Description
I've seen some effort towards annotating scipy
, and that's great!
As it currently stands, (static) type-checkers report many false positives, as they're unable to infer, for example, the signature of a function or its return type.
This can be rather frustrating, especially for typed libraries that use scipy
internally. One such example is Lmo
, which is fully type-hinted and heavily relies on scipy.quad
, scipy.stats
, scipy.special
, and scipy.optimize
. I can confidently say that the majority of the effort I put into typing Lmo
went into dealing with typing issues "caused" by scipy
. To illustrate, lmo/typing/scipy.py
is a collections of such workarounds, amounting to nearly 1,000 lines of code. But in most cases, workarounds like these aren't even possible, so the only options are either to (mis)use typing.cast
or to forcibly ignore the typing errors.
I've had to deal with similar issues in other projects of mine as well.
And that's why I decided to build scipy-stubs
.
What's up with scipy-stubs
?
By now, this must sound like a bad supervillain story, because after all, I could've contributed those stubs to scipy
directly.
So allow me to explain myself here, officer.
There are a couple of important reasons for why I chose to go about it this way and it doesn't include world domination.
Experimental stubs should be optional
Adding type hints to scipy
could have a huge impact on typed libraries. Taking Lmo
as an example again, it would almost certainly require changes to many of its current annotations to maintain compatiblity.
Lmo
, like many other scientific Python libraries, follows SPEC 0, so it supports a specific range of scipy
versions.
But because Lmo
wants to have valid type annotations for all of these versions, it wouldd require a lot of effort to remain compatible with each scipy
version. Additionally, there has also been a lot of work put into improving the typing of numpy recently (sorry, my bad). If done absolutely right, then the CI test matrix would become a combinatorial mess (and might actually turn me into an supervillain).
But all of this can be avoided by making the new type annotations opt-in. This way, package maintainers can, for example, require it for specific scipy
or numpy
versions.
Independent release cycle
New things move fast, and scipy-stubs
does too. But old mature projects like scipy
don't move as fast.
Giving a young husky to the pope isn't very wise; and neither is adding new stubs to scipy
.
So let's at least wait until scipy-stubs
is more mature before considering merging it into scipy
.
Most new ideas are wrong
When writing stubs, you'll often run into issues that could be solved in several non-trivial ways. If you later find out that you've made a suboptimal choice, you're going to want to improve it. But if the relevant stubs are bundled with scipy
, that probably won't be possible, as it would break backward compatibility.

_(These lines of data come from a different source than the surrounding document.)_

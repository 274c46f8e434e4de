//! Input and output guardrails.
//!
//! Two guards compose into a [`GuardrailManager`]: a safety guard (profanity
//! and inappropriate content) and a topical guard (real-estate relevance).
//! Safety always runs before topical. A blocked verdict is an expected
//! outcome with a user-facing message, never an error. Optional semantic
//! escalation through an LLM classifier fails open: when the classifier is
//! unreachable the request is allowed and the keyword verdict stands.

pub mod safety;
pub mod topical;

use crate::providers::TextGenerator;
use regex::Regex;
use serde::{Deserialize, Serialize};
use std::sync::Arc;

pub use safety::{SafetyGuard, Severity};
pub use topical::TopicalGuard;

/// Which guard rejected the request.
#[derive(
    Debug,
    Clone,
    Copy,
    PartialEq,
    Eq,
    Serialize,
    Deserialize,
    strum::Display,
    strum::EnumString,
)]
#[serde(rename_all = "snake_case")]
#[strum(serialize_all = "snake_case", ascii_case_insensitive)]
pub enum BlockReason {
    Topical,
    Safety,
    ImageSafety,
}

/// What the input is destined for; image prompts get extra scrutiny.
#[derive(Debug, Clone, Copy, PartialEq, Eq, Default)]
pub enum RequestKind {
    #[default]
    Text,
    Image,
}

/// Outcome of one guardrail pass.
#[derive(Debug, Clone, Serialize, Deserialize)]
pub struct GuardrailVerdict {
    pub passed: bool,
    pub blocked_by: Option<BlockReason>,
    pub message: Option<String>,
    #[serde(default, skip_serializing_if = "serde_json::Map::is_empty")]
    pub details: serde_json::Map<String, serde_json::Value>,
}

impl GuardrailVerdict {
    pub fn pass() -> Self {
        Self {
            passed: true,
            blocked_by: None,
            message: None,
            details: serde_json::Map::new(),
        }
    }

    pub fn block(reason: BlockReason, message: impl Into<String>) -> Self {
        Self {
            passed: false,
            blocked_by: Some(reason),
            message: Some(message.into()),
            details: serde_json::Map::new(),
        }
    }

    pub fn with_detail(mut self, key: &str, value: impl Serialize) -> Self {
        if let Ok(value) = serde_json::to_value(value) {
            self.details.insert(key.to_string(), value);
        }
        self
    }
}

/// Construction-time switches, mirrored from the `[guardrails]` config table.
/// Every guard defaults to on; a partial table only overrides what it names.
#[derive(Debug, Clone, Copy, Serialize, Deserialize)]
pub struct GuardrailOptions {
    #[serde(default = "default_enabled")]
    pub enable_topical: bool,
    #[serde(default = "default_enabled")]
    pub enable_safety: bool,
    #[serde(default = "default_enabled")]
    pub strict_mode: bool,
}

fn default_enabled() -> bool {
    true
}

impl Default for GuardrailOptions {
    fn default() -> Self {
        Self {
            enable_topical: true,
            enable_safety: true,
            strict_mode: true,
        }
    }
}

/// Addressable guards for runtime enable/disable.
#[derive(Debug, Clone, Copy, PartialEq, Eq, strum::Display, strum::EnumString)]
#[strum(serialize_all = "lowercase", ascii_case_insensitive)]
pub enum GuardKind {
    Topical,
    Safety,
}

/// Snapshot of guardrail wiring for status endpoints.
#[derive(Debug, Clone, Serialize, Deserialize)]
pub struct GuardrailStatus {
    pub topical_enabled: bool,
    pub safety_enabled: bool,
    pub classifier_available: bool,
    pub topical_active: bool,
    pub safety_active: bool,
}

/// Message used when generated output, rather than user input, fails safety.
const OUTPUT_BLOCKED_RESPONSE: &str =
    "Generated content contains inappropriate material and has been blocked.";

pub struct GuardrailManager {
    topical_enabled: bool,
    safety_enabled: bool,
    topical: Option<TopicalGuard>,
    safety: Option<SafetyGuard>,
    classifier: Option<Arc<dyn TextGenerator>>,
}

impl GuardrailManager {
    pub fn new(options: GuardrailOptions, classifier: Option<Arc<dyn TextGenerator>>) -> Self {
        let topical = options
            .enable_topical
            .then(|| TopicalGuard::new(classifier.clone()));
        let safety = options
            .enable_safety
            .then(|| SafetyGuard::new(classifier.clone(), options.strict_mode));

        tracing::info!(
            topical = options.enable_topical,
            safety = options.enable_safety,
            strict = options.strict_mode,
            "guardrails initialized"
        );

        Self {
            topical_enabled: options.enable_topical,
            safety_enabled: options.enable_safety,
            topical,
            safety,
            classifier,
        }
    }

    /// Validate user input. Safety runs first and short-circuits; the topical
    /// check can be skipped for content types with creative freedom.
    pub async fn validate_input(
        &self,
        user_input: &str,
        kind: RequestKind,
        skip_topical: bool,
    ) -> GuardrailVerdict {
        let mut verdict = GuardrailVerdict::pass();

        if self.safety_enabled
            && let Some(guard) = &self.safety
        {
            let sub = guard.validate(user_input, kind).await;
            verdict = verdict.with_detail("safety", &sub);

            if !sub.passed {
                tracing::info!(input = %truncate(user_input, 50), "input blocked by safety guardrail");
                verdict.passed = false;
                verdict.blocked_by = sub.blocked_by.or(Some(BlockReason::Safety));
                verdict.message = sub.message;
                return verdict;
            }
        }

        if !skip_topical
            && self.topical_enabled
            && let Some(guard) = &self.topical
        {
            let sub = guard.validate(user_input).await;
            verdict = verdict.with_detail("topical", &sub);

            if !sub.passed {
                tracing::info!(input = %truncate(user_input, 50), "input blocked by topical guardrail");
                verdict.passed = false;
                verdict.blocked_by = Some(BlockReason::Topical);
                verdict.message = sub.message;
                return verdict;
            }
        }

        verdict
    }

    /// Safety-only validation, used for content types like Instagram where
    /// creative topics are allowed but inappropriate content is not.
    pub async fn validate_safety_only(
        &self,
        user_input: &str,
        kind: RequestKind,
    ) -> GuardrailVerdict {
        self.validate_input(user_input, kind, true).await
    }

    /// Validate generated output. Topical relevance is an input concern, so
    /// only the safety guard runs here.
    pub async fn validate_output(&self, output: &str) -> GuardrailVerdict {
        let mut verdict = GuardrailVerdict::pass();

        if self.safety_enabled
            && let Some(guard) = &self.safety
        {
            let sub = guard.validate(output, RequestKind::Text).await;
            verdict = verdict.with_detail("safety", &sub);

            if !sub.passed {
                tracing::warn!("output blocked by safety guardrail");
                verdict.passed = false;
                verdict.blocked_by = Some(BlockReason::Safety);
                verdict.message = Some(OUTPUT_BLOCKED_RESPONSE.to_string());
                return verdict;
            }
        }

        verdict
    }

    /// Validate an image generation prompt: full input validation with the
    /// image-specific term list in effect.
    pub async fn validate_image_request(&self, prompt: &str) -> GuardrailVerdict {
        self.validate_input(prompt, RequestKind::Image, false).await
    }

    pub fn is_enabled(&self) -> bool {
        self.topical_enabled || self.safety_enabled
    }

    pub fn status(&self) -> GuardrailStatus {
        GuardrailStatus {
            topical_enabled: self.topical_enabled,
            safety_enabled: self.safety_enabled,
            classifier_available: self.classifier.is_some(),
            topical_active: self.topical.is_some(),
            safety_active: self.safety.is_some(),
        }
    }

    pub fn enable(&mut self, kind: GuardKind) {
        match kind {
            GuardKind::Topical => {
                self.topical_enabled = true;
                if self.topical.is_none() {
                    self.topical = Some(TopicalGuard::new(self.classifier.clone()));
                }
            }
            GuardKind::Safety => {
                self.safety_enabled = true;
                if self.safety.is_none() {
                    self.safety = Some(SafetyGuard::new(self.classifier.clone(), true));
                }
            }
        }
        tracing::info!(guard = %kind, "guardrail enabled");
    }

    pub fn disable(&mut self, kind: GuardKind) {
        match kind {
            GuardKind::Topical => self.topical_enabled = false,
            GuardKind::Safety => self.safety_enabled = false,
        }
        tracing::info!(guard = %kind, "guardrail disabled");
    }

    pub fn set_classifier(&mut self, classifier: Arc<dyn TextGenerator>) {
        self.classifier = Some(classifier.clone());
        if let Some(guard) = &mut self.topical {
            guard.set_classifier(classifier.clone());
        }
        if let Some(guard) = &mut self.safety {
            guard.set_classifier(classifier);
        }
    }

    pub fn topic_suggestions(&self) -> Vec<&'static str> {
        self.topical
            .as_ref()
            .map(|guard| guard.topic_suggestions())
            .unwrap_or_default()
    }
}

fn truncate(text: &str, max_chars: usize) -> String {
    if text.chars().count() <= max_chars {
        text.to_string()
    } else {
        let cut: String = text.chars().take(max_chars).collect();
        format!("{cut}...")
    }
}

/// Case-insensitive word-boundary union over a literal word list.
fn word_union(words: &[&str]) -> Regex {
    let escaped: Vec<String> = words.iter().map(|word| regex::escape(word)).collect();
    Regex::new(&format!(r"(?i)\b(?:{})\b", escaped.join("|"))).unwrap()
}

#[cfg(test)]
mod tests {
    use super::*;
    use crate::error::Result;
    use crate::providers::{GenerationOutcome, GenerationRequest};
    use async_trait::async_trait;

    struct FixedClassifier(&'static str);

    #[async_trait]
    impl TextGenerator for FixedClassifier {
        async fn generate(&self, _request: GenerationRequest) -> Result<GenerationOutcome> {
            Ok(GenerationOutcome::text_only(self.0))
        }

        fn name(&self) -> &str {
            "fixed"
        }
    }

    fn manager() -> GuardrailManager {
        GuardrailManager::new(GuardrailOptions::default(), None)
    }

    #[tokio::test]
    async fn safety_blocks_before_topical() {
        // Both guards would reject this; safety must win.
        let verdict = manager()
            .validate_input("write a fucking programming tutorial", RequestKind::Text, false)
            .await;
        assert!(!verdict.passed);
        assert_eq!(verdict.blocked_by, Some(BlockReason::Safety));
        assert!(verdict.details.contains_key("safety"));
        assert!(!verdict.details.contains_key("topical"));
    }

    #[tokio::test]
    async fn off_topic_input_is_blocked_as_topical() {
        let verdict = manager()
            .validate_input("Write a Python programming tutorial", RequestKind::Text, false)
            .await;
        assert!(!verdict.passed);
        assert_eq!(verdict.blocked_by, Some(BlockReason::Topical));
    }

    #[tokio::test]
    async fn skip_topical_allows_off_topic_input() {
        let verdict = manager()
            .validate_safety_only("Write a recipe blog about cooking", RequestKind::Text)
            .await;
        assert!(verdict.passed);
        assert!(!verdict.details.contains_key("topical"));
    }

    #[tokio::test]
    async fn image_terms_surface_as_image_safety() {
        let verdict = manager().validate_image_request("a violent scene with a gun").await;
        assert!(!verdict.passed);
        assert_eq!(verdict.blocked_by, Some(BlockReason::ImageSafety));
    }

    #[tokio::test]
    async fn output_blocks_use_the_output_message() {
        let verdict = manager().validate_output("this is bullshit content").await;
        assert!(!verdict.passed);
        assert_eq!(verdict.message.as_deref(), Some(OUTPUT_BLOCKED_RESPONSE));
    }

    #[tokio::test]
    async fn output_validation_ignores_topic() {
        let verdict = manager()
            .validate_output("a clean article about cooking recipes")
            .await;
        assert!(verdict.passed);
    }

    #[tokio::test]
    async fn disabled_guards_pass_everything() {
        let options = GuardrailOptions {
            enable_topical: false,
            enable_safety: false,
            strict_mode: false,
        };
        let manager = GuardrailManager::new(options, None);
        let verdict = manager
            .validate_input("fucking bitcoin recipes", RequestKind::Text, false)
            .await;
        assert!(verdict.passed);
        assert!(!manager.is_enabled());
    }

    #[tokio::test]
    async fn disable_then_enable_round_trips() {
        let mut manager = manager();
        manager.disable(GuardKind::Safety);
        let verdict = manager
            .validate_input("fucking staging tips", RequestKind::Text, false)
            .await;
        assert!(verdict.passed);

        manager.enable(GuardKind::Safety);
        let verdict = manager
            .validate_input("fucking staging tips", RequestKind::Text, false)
            .await;
        assert!(!verdict.passed);
    }

    #[tokio::test]
    async fn classifier_escalation_can_reject_ambiguous_input() {
        use std::sync::Arc;
        let classifier: Arc<dyn TextGenerator> = Arc::new(FixedClassifier("OFF_TOPIC"));
        let manager = GuardrailManager::new(
            GuardrailOptions {
                strict_mode: false,
                ..GuardrailOptions::default()
            },
            Some(classifier),
        );
        // No keyword signal either way, so the classifier decides.
        let verdict = manager
            .validate_input("hello there friend", RequestKind::Text, false)
            .await;
        assert!(!verdict.passed);
        assert_eq!(verdict.blocked_by, Some(BlockReason::Topical));
    }

    #[test]
    fn status_reflects_wiring() {
        let status = manager().status();
        assert!(status.topical_enabled);
        assert!(status.safety_enabled);
        assert!(!status.classifier_available);
        assert!(status.topical_active);
        assert!(status.safety_active);
    }

    #[test]
    fn block_reason_serializes_snake_case() {
        let json = serde_json::to_string(&BlockReason::ImageSafety).unwrap();
        assert_eq!(json, "\"image_safety\"");
        assert_eq!(BlockReason::ImageSafety.to_string(), "image_safety");
    }
}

So to illustrate this, take scipy.sparse.linalg.LinearOperator
for example:
- Should it be made generic? (spoiler alert: yes)
- Should you add a type parameter for the shape, even if it's usually either 1-d or 2-d?
- Would you bind it to
tuple[int] | tuple[int, int]
, ortuple[int, ...]
, or would you use separate type parameters, one for each dimension, e.g. usingtyping.TypeVarTuple
?
- Would you bind it to
- Should the the dtype parameter to
np.dtype
ornp.generic
? Or perhaps onlynp.number[Any]
, maybe includingnp.bool
? - How will you deal with
numpy.object_
scalars, given thattype(np.object_("world domination")) is str
?
So I’m sure you can imagine that it’s easy to make a decision that you’ll want to rectify later on.
Having a separate scipy-stubs
will effectively allow for such a “ctrl+z” option, as it doesn’t require backward compatibility: Package maintainers can pin the scipy-stubs
version that they support and adjust their types accordingly.
Linters, type-checkers, stub-testers, test-runners, ...
In order to properly write type stubs, they have to be valid and complete. And there are tools to help with that, an important one being mypy
's stubtest
.
In the case of scipy-stubs
, it also uses ruff
and pyright
in its toolchain (at the moment only locally). This toolchain is very different from the one that scipy
uses. So I’m guessing that it would require a significant amount of effort to get them to work together within the CI.
There’s also the developer experience (DX) aspect that it would harm. For instance, having to wait for the runtime stuff to complete in the CI each time you submit a change to the stubs.
But scipy-stubs
on its own can just use GitHub actions, while keeping the workflow runtime below 5 minutes.
I hope that clears things up a bit. And I might’ve said this before, but I wouldn’t mind merging scipy-stubs
into scipy
once it is mature enough.
My only goal with scipy-stubs
is to provide type hints for all of scipy
:
The Swiss Army knife of data science deserves to have proper type annotations too.